START Supplied records
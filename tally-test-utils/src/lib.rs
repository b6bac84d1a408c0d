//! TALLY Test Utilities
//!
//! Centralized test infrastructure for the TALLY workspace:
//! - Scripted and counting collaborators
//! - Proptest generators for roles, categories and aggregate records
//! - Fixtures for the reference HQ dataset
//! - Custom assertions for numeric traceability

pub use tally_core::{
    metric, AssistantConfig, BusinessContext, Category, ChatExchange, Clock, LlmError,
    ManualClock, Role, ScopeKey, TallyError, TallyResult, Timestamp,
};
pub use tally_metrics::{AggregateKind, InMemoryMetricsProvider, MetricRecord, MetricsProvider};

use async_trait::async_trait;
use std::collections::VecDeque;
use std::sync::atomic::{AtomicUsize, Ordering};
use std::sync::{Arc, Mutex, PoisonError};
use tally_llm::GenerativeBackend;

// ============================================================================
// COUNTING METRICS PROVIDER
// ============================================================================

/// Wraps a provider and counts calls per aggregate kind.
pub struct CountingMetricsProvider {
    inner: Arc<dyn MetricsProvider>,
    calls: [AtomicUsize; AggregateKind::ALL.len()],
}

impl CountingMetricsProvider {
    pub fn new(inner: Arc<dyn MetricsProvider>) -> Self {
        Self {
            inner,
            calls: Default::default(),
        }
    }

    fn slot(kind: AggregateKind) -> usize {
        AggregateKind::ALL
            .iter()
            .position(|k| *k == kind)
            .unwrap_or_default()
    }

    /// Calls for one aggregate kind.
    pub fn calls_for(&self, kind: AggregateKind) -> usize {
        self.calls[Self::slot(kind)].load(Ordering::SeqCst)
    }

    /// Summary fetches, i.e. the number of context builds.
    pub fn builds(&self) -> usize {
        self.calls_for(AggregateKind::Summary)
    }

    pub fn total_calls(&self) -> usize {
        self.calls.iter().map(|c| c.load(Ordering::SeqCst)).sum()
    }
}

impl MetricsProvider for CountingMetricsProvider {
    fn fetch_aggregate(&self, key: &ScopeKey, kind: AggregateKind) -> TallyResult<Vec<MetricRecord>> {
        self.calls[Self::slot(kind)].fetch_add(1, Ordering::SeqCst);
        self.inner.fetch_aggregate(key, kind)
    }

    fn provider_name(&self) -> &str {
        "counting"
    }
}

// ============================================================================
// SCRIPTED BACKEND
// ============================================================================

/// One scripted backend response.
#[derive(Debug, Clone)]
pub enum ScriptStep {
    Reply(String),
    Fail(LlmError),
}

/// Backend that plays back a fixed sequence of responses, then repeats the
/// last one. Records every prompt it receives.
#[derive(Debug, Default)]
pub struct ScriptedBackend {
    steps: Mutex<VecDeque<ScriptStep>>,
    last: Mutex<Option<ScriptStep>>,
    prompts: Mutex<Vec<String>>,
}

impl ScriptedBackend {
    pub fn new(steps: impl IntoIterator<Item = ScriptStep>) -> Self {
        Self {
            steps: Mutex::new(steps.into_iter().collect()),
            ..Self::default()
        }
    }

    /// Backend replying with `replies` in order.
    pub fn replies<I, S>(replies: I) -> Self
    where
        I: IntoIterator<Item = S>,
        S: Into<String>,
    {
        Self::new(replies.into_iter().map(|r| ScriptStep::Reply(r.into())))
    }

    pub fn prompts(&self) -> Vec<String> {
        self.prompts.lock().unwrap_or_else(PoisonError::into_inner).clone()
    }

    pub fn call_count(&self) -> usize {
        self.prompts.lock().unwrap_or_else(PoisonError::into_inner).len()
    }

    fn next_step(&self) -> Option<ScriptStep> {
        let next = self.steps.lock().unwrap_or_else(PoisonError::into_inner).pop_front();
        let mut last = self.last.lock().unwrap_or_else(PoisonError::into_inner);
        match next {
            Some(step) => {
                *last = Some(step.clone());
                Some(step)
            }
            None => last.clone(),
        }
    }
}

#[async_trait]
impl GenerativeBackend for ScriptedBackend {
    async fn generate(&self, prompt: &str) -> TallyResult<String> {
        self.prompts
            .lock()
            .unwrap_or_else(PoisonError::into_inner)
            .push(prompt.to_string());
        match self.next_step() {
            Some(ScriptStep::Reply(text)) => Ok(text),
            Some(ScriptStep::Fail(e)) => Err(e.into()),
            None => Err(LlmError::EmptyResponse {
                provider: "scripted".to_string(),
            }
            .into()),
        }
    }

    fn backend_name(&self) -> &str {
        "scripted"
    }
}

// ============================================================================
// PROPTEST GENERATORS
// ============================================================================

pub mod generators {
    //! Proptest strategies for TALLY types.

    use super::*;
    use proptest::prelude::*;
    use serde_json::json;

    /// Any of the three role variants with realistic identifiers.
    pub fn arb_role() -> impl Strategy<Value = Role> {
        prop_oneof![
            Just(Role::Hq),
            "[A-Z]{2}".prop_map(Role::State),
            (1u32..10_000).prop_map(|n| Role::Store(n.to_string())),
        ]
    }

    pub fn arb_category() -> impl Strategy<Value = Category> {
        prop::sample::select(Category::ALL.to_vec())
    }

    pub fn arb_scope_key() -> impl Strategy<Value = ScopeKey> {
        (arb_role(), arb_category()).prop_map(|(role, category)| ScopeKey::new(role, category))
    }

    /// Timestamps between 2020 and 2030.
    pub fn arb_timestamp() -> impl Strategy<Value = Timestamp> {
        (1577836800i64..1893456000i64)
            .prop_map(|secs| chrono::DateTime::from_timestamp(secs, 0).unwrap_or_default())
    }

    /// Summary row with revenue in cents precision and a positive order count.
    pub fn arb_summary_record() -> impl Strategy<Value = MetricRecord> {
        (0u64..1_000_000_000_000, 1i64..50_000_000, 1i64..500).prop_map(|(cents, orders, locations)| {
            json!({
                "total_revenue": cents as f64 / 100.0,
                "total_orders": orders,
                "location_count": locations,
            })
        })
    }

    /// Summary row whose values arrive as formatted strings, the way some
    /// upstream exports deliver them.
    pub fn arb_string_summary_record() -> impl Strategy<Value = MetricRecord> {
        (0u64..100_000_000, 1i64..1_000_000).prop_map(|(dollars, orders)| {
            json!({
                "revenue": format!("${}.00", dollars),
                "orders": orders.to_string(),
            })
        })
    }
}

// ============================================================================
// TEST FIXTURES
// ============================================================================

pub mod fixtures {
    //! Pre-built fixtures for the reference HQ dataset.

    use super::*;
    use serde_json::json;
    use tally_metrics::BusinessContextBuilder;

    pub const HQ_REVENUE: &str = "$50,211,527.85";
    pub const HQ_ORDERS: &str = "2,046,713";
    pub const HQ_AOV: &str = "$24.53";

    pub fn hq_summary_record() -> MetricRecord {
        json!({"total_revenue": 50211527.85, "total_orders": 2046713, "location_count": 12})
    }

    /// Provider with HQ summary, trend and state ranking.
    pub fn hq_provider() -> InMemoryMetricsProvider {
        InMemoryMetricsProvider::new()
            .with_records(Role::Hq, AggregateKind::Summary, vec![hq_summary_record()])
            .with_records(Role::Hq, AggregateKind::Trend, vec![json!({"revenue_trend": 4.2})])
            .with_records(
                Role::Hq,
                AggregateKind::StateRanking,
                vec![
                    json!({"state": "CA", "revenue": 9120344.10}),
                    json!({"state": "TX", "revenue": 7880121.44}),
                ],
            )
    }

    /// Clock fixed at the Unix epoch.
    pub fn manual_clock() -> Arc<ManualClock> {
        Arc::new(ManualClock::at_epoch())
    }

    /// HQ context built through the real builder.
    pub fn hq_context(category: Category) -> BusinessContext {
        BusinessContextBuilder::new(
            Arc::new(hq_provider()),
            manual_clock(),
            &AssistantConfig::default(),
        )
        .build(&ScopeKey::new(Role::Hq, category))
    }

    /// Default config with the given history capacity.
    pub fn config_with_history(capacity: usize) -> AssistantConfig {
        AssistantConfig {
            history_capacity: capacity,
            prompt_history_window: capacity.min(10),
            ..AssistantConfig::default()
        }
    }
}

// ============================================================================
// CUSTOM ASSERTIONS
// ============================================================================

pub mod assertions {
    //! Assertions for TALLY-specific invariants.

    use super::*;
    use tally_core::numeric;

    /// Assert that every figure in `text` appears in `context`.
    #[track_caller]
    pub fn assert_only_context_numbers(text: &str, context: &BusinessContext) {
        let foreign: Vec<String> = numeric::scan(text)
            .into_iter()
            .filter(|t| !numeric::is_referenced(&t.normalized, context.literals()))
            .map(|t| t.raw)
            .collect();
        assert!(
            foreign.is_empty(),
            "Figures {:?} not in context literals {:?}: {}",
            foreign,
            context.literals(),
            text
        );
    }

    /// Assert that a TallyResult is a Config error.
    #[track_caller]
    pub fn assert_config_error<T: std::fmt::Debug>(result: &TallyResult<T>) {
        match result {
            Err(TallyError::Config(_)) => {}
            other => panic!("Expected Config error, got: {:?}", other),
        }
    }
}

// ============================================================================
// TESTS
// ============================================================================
END Supplied records
One figure is all that is needed: the number of lines above in which the word "Fail" appears.

_Worked solution:_
2